The U.S. Naval Academy's PowerPoint display explains diversity by saying, "Diversity is all the different characteristics and attributes of individual sailors and civilians which enhance the mission readiness of the Navy," adding that: "Diversity is more than equal opportunity, race, gender or religion. Diversity is the understanding of how each of us brings different skills, talents and experiences to the fight -- and valuing those differences. Leveraging diversity creates an environment of excellence and continuous improvement to remove artificial achievement barriers and value the contribution of all participants." Admiral Gary Roughead, chief of Naval Operations, says that "diversity is the No. 1 priority" at the academy.

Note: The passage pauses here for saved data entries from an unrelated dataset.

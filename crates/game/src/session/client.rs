use std::collections::VecDeque;
use std::net::SocketAddr;

use glam::Vec3;
use log::{debug, error, info, warn};

use crate::net::{
    AliveEntry, Announcement, Channel, ClientMessage, Color32, ConnectionId, Host, LoginGrant,
    LoginRejection, NetEvent, NetworkStats, PlayerId, ServerMessage, find_private_port,
};

use super::collab::{UiSink, World};
use super::config::SessionConfig;
use super::error::SessionError;
use super::events::ClientEvent;
use super::registry::{PeerList, ReconcileReport, Roster};
use super::timer::Countdown;

#[derive(Debug, Clone, PartialEq)]
pub enum ClientState {
    Idle,
    /// The discovery port is taken; try again when the countdown ends.
    Binding { retry_in: Countdown },
    /// Listening on the discovery port for an advertisement.
    Discovering,
    /// Discovery port released; waiting out the grace period before binding
    /// a private port and connecting to `server`.
    Rebinding { grace: Countdown, server: SocketAddr },
    Connecting { server: SocketAddr },
    /// Connected; a login may be submitted.
    AwaitingLogin,
    /// Logged in with a scene waiting to be loaded.
    InLobby,
    InGame,
}

/// Board and spawn point handed to the host loop for the next scene.
#[derive(Debug, Clone, PartialEq)]
pub struct SceneLoad {
    pub tiles: Vec<u8>,
    pub spawn: Vec3,
}

/// One peer's view of a game session, from discovery to in-game play.
///
/// Driven by [`ClientSession::tick`] from the host loop. All waiting is
/// expressed as countdowns inside [`ClientState`].
pub struct ClientSession<U, W> {
    config: SessionConfig,
    ui: U,
    world: W,
    state: ClientState,
    host: Option<Host>,
    server: Option<ConnectionId>,
    server_addr: Option<SocketAddr>,
    local_port: Option<u16>,
    waiting_for_login_response: bool,
    local_server_started: bool,
    host_election: Countdown,
    host_election_raised: bool,
    names_refresh: Countdown,
    roster: Roster,
    peers: PeerList,
    pending_scene: Option<SceneLoad>,
    pending_events: VecDeque<ClientEvent>,
}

Diversity at the Naval Academy, as at most academic institutions, is not about equal opportunity but a race and sex spoils system to achieve what the Navy brass see as a pleasing race and sex mix. They accomplish that vision by the removal of "artificial achievement barriers." Let's go over what the Naval Academy sees as an artificial achievement barrier. A black candidate with B and C grades, with no particular leadership qualities, and 500 on both portions of the SAT, is virtually guaranteed admittance. A white student, who's not an athlete, with such scores is deemed not qualified.
Many black students are admitted to the Naval Academy through remedial training at the Naval Academy Preparatory School (NAPS) in Newport, R.I., which is a one-year post-secondary school. Finishing the year with a 2.0 GPA, a C average, almost guarantees admission to the academy. A C average for remedial work is nothing to write home about. Occasionally, when students don't make the 2.0 GPA target, the target is renegotiated downward. Minority applicants with SAT scores down to the 300s and with Cs and Ds grades (and no particular leadership or athletics) are also admitted after a remedial year at the Naval Academy Preparatory School.

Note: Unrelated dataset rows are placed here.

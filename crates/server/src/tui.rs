use std::collections::VecDeque;
use std::time::Instant;

use ratatui::Frame;
use ratatui::layout::{Constraint, Direction, Layout, Rect};
use ratatui::style::{Color, Modifier, Style};
use ratatui::text::{Line, Span};
use ratatui::widgets::{Block, Borders, Gauge, Paragraph};

use bomberlan::ServerEvent;

use crate::server::{PlayerInfo, ServerStats};

const MAX_LOG_LINES: usize = 500;

#[derive(Debug, Clone, Copy, PartialEq, Eq)]
pub enum LogLevel {
    Info,
    Warn,
    Error,
}

#[derive(Debug, Clone)]
pub struct LogEntry {
    pub secs: u64,
    pub level: LogLevel,
    pub message: String,
}

pub struct TuiState {
    started: Instant,
    log: VecDeque<LogEntry>,
    /// Lines scrolled up from the newest entry.
    scroll: usize,
}

impl TuiState {
    pub fn new() -> Self {
        Self {
            started: Instant::now(),
            log: VecDeque::new(),
            scroll: 0,
        }
    }

    pub fn log_info(&mut self, message: impl Into<String>) {
        self.push(LogLevel::Info, message.into());
    }

    pub fn log_warn(&mut self, message: impl Into<String>) {
        self.push(LogLevel::Warn, message.into());
    }

    pub fn log_error(&mut self, message: impl Into<String>) {
        self.push(LogLevel::Error, message.into());
    }

    fn push(&mut self, level: LogLevel, message: String) {
        if self.log.len() == MAX_LOG_LINES {
            self.log.pop_front();
        }
        self.log.push_back(LogEntry {
            secs: self.started.elapsed().as_secs(),
            level,
            message,
        });
    }

    pub fn record(&mut self, event: ServerEvent) {
        match event {
            ServerEvent::Started { addr } => self.log_info(format!("Listening on {}", addr)),
            ServerEvent::ClientConnected { connection } => {
                self.log_info(format!("Connection {} opened", connection))
            }
            ServerEvent::ClientDisconnected { connection, name } => match name {
                Some(name) => self.log_info(format!("{} left (connection {})", name, connection)),
                None => self.log_info(format!("Connection {} closed", connection)),
            },
            ServerEvent::LoginAccepted {
                id,
                name,
                registered,
            } => self.log_info(format!(
                "{} logged in as player {}{}",
                name,
                id,
                if registered { " (new account)" } else { "" }
            )),
            ServerEvent::LoginRejected {
                connection,
                name,
                rejection,
            } => self.log_warn(format!(
                "Login for {} on connection {} rejected: {:?}",
                name, connection, rejection
            )),
            ServerEvent::Chat { name, message } => self.log_info(format!("<{}> {}", name, message)),
            ServerEvent::PlayerEliminated { id } => {
                self.log_info(format!("Player {} eliminated", id))
            }
            ServerEvent::RoundOver { message, .. } => {
                self.log_info(format!("Round over: {}", message))
            }
            ServerEvent::ProtocolError {
                connection,
                message,
            } => self.log_error(format!("Connection {}: {}", connection, message)),
            ServerEvent::Stopped => self.log_info("Server stopped"),
        }
    }

    pub fn scroll_up(&mut self) {
        self.scroll = (self.scroll + 5).min(self.log.len().saturating_sub(1));
    }

    pub fn scroll_down(&mut self) {
        self.scroll = self.scroll.saturating_sub(5);
    }

    pub fn scroll_to_bottom(&mut self) {
        self.scroll = 0;
    }
}

pub fn render(frame: &mut Frame, state: &TuiState, stats: &ServerStats, players: &[PlayerInfo]) {
    let chunks = Layout::default()
        .direction(Direction::Vertical)
        .margin(1)
        .constraints([
            Constraint::Length(3),
            Constraint::Length(3),
            Constraint::Length(7),
            Constraint::Min(5),
            Constraint::Length(3),
        ])
        .split(frame.area());

    let middle = Layout::default()
        .direction(Direction::Horizontal)
        .constraints([Constraint::Percentage(50), Constraint::Percentage(50)])
        .split(chunks[2]);

    render_header(frame, chunks[0], stats);
    render_status(frame, chunks[1], stats);
    render_network(frame, middle[0], stats);
    render_players(frame, middle[1], players);
    render_log(frame, chunks[3], state);
    render_help(frame, chunks[4]);
}

fn render_header(frame: &mut Frame, area: Rect, stats: &ServerStats) {
    let title = format!(
        " Bomberlan Server - Uptime: {} ",
        format_duration(stats.uptime_secs)
    );

    let block = Block::default()
        .title(title)
        .borders(Borders::ALL)
        .border_style(Style::default().fg(Color::Cyan));

    let text = format!(
        "Tick: {}  |  Connections: {}  |  Players: {}",
        stats.tick, stats.connection_count, stats.player_count
    );

    let paragraph = Paragraph::new(text)
        .block(block)
        .style(Style::default().fg(Color::White));

    frame.render_widget(paragraph, area);
}

fn render_status(frame: &mut Frame, area: Rect, stats: &ServerStats) {
    let block = Block::default()
        .title(" Slots ")
        .borders(Borders::ALL)
        .border_style(Style::default().fg(Color::Green));

    let max = stats.max_connections.max(1);
    let gauge = Gauge::default()
        .block(block)
        .gauge_style(Style::default().fg(Color::Green))
        .ratio((stats.connection_count as f64 / max as f64).min(1.0))
        .label(format!("{}/{} connections", stats.connection_count, max));

    frame.render_widget(gauge, area);
}

fn render_network(frame: &mut Frame, area: Rect, stats: &ServerStats) {
    let block = Block::default()
        .title(" Network ")
        .borders(Borders::ALL)
        .border_style(Style::default().fg(Color::Yellow));

    let net = &stats.network_stats;
    let resend = net.resend_percent();
    let lines = vec![
        stat_line(
            "Packets: ",
            format!("{} sent / {} recv", net.packets_sent, net.packets_received),
            Color::White,
        ),
        stat_line(
            "Bytes: ",
            format!(
                "{} sent / {} recv",
                format_bytes(net.bytes_sent),
                format_bytes(net.bytes_received)
            ),
            Color::White,
        ),
        stat_line(
            "RTT: ",
            format!("{:.1}ms (+/- {:.1}ms)", net.rtt_ms, net.rtt_variance),
            Color::White,
        ),
        stat_line(
            "Resent: ",
            format!("{} ({:.1}%)", net.packets_resent, resend),
            if resend > 5.0 { Color::Red } else { Color::White },
        ),
        stat_line("Dropped: ", net.packets_dropped.to_string(), Color::White),
    ];

    frame.render_widget(Paragraph::new(lines).block(block), area);
}

fn stat_line(label: &'static str, value: String, color: Color) -> Line<'static> {
    Line::from(vec![
        Span::styled(label, Style::default().fg(Color::Gray)),
        Span::styled(value, Style::default().fg(color)),
    ])
}

fn render_players(frame: &mut Frame, area: Rect, players: &[PlayerInfo]) {
    let block = Block::default()
        .title(" Players ")
        .borders(Borders::ALL)
        .border_style(Style::default().fg(Color::Magenta));

    let lines: Vec<Line> = if players.is_empty() {
        vec![Line::styled(
            "Nobody logged in",
            Style::default().fg(Color::DarkGray),
        )]
    } else {
        players
            .iter()
            .map(|p| {
                let status = if p.alive {
                    Span::styled("alive", Style::default().fg(Color::Green))
                } else {
                    Span::styled("out", Style::default().fg(Color::Red))
                };
                Line::from(vec![
                    Span::styled(format!("{:>3} ", p.id), Style::default().fg(Color::Gray)),
                    Span::styled(format!("{:<12} ", p.name), Style::default().fg(Color::White)),
                    status,
                    Span::styled(
                        format!("  ({:.1}, {:.1})", p.position.x, p.position.z),
                        Style::default().fg(Color::DarkGray),
                    ),
                ])
            })
            .collect()
    };

    frame.render_widget(Paragraph::new(lines).block(block), area);
}

fn render_log(frame: &mut Frame, area: Rect, state: &TuiState) {
    let block = Block::default()
        .title(" Events ")
        .borders(Borders::ALL)
        .border_style(Style::default().fg(Color::Blue));

    let visible = area.height.saturating_sub(2) as usize;
    let end = state.log.len().saturating_sub(state.scroll);
    let start = end.saturating_sub(visible);

    let lines: Vec<Line> = state
        .log
        .range(start..end)
        .map(|entry| {
            let color = match entry.level {
                LogLevel::Info => Color::White,
                LogLevel::Warn => Color::Yellow,
                LogLevel::Error => Color::Red,
            };
            Line::from(vec![
                Span::styled(
                    format!("[{}] ", format_duration(entry.secs)),
                    Style::default().fg(Color::DarkGray),
                ),
                Span::styled(entry.message.clone(), Style::default().fg(color)),
            ])
        })
        .collect();

    frame.render_widget(Paragraph::new(lines).block(block), area);
}

fn render_help(frame: &mut Frame, area: Rect) {
    let block = Block::default()
        .title(" Controls ")
        .borders(Borders::ALL)
        .border_style(Style::default().fg(Color::DarkGray));

    let text = Paragraph::new("'q'/ESC quit  |  PgUp/PgDn scroll events  |  End jump to latest")
        .block(block)
        .style(
            Style::default()
                .fg(Color::DarkGray)
                .add_modifier(Modifier::ITALIC),
        );

    frame.render_widget(text, area);
}

fn format_duration(secs: u64) -> String {
    let hours = secs / 3600;
    let mins = (secs % 3600) / 60;
    let secs = secs % 60;
    format!("{:02}:{:02}:{:02}", hours, mins, secs)
}

fn format_bytes(bytes: u64) -> String {
    if bytes < 1024 {
        format!("{}B", bytes)
    } else if bytes < 1024 * 1024 {
        format!("{:.1}KB", bytes as f64 / 1024.0)
    } else if bytes < 1024 * 1024 * 1024 {
        format!("{:.1}MB", bytes as f64 / (1024.0 * 1024.0))
    } else {
        format!("{:.1}GB", bytes as f64 / (1024.0 * 1024.0 * 1024.0))
    }
}

#[cfg(test)]
mod tests {
    use super::*;

    #[test]
    fn test_log_is_bounded_and_scroll_clamped() {
        let mut state = TuiState::new();
        for i in 0..MAX_LOG_LINES + 10 {
            state.log_info(format!("line {}", i));
        }
        assert_eq!(state.log.len(), MAX_LOG_LINES);
        assert_eq!(state.log.front().unwrap().message, "line 10");

        for _ in 0..1000 {
            state.scroll_up();
        }
        assert_eq!(state.scroll, MAX_LOG_LINES - 1);
        state.scroll_to_bottom();
        assert_eq!(state.scroll, 0);
    }

    #[test]
    fn test_rejections_are_warnings() {
        let mut state = TuiState::new();
        state.record(ServerEvent::LoginRejected {
            connection: 3,
            name: "ann".into(),
            rejection: bomberlan::LoginRejection::AlreadyLoggedIn,
        });
        assert_eq!(state.log.back().unwrap().level, LogLevel::Warn);
    }

    #[test]
    fn test_formatting() {
        assert_eq!(format_duration(3725), "01:02:05");
        assert_eq!(format_bytes(512), "512B");
        assert_eq!(format_bytes(2048), "2.0KB");
    }
}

I suspected that the Naval Academy's diversity agenda would give rise to resentments so I asked Professor Fleming about it. He said there are two levels of resentment. Some black students, who were admitted to the academy meritoriously on the same basis as white students, resent the idea of being seen as having the same academic qualities as blacks who were given preferential treatment, in other words being dumb. Another level of resentment comes from white students who see blacks as being admitted and retained at lower levels of academic performance and being treated with kid gloves. If these whites openly complained about the unequal treatment, they would run the risk of being labeled as racists. This is one of the unappreciated aspects of preferential treatment. It runs the risk of creating racist attitudes, and possibly feelings of racial superiority, among whites and others who were formerly racially neutral.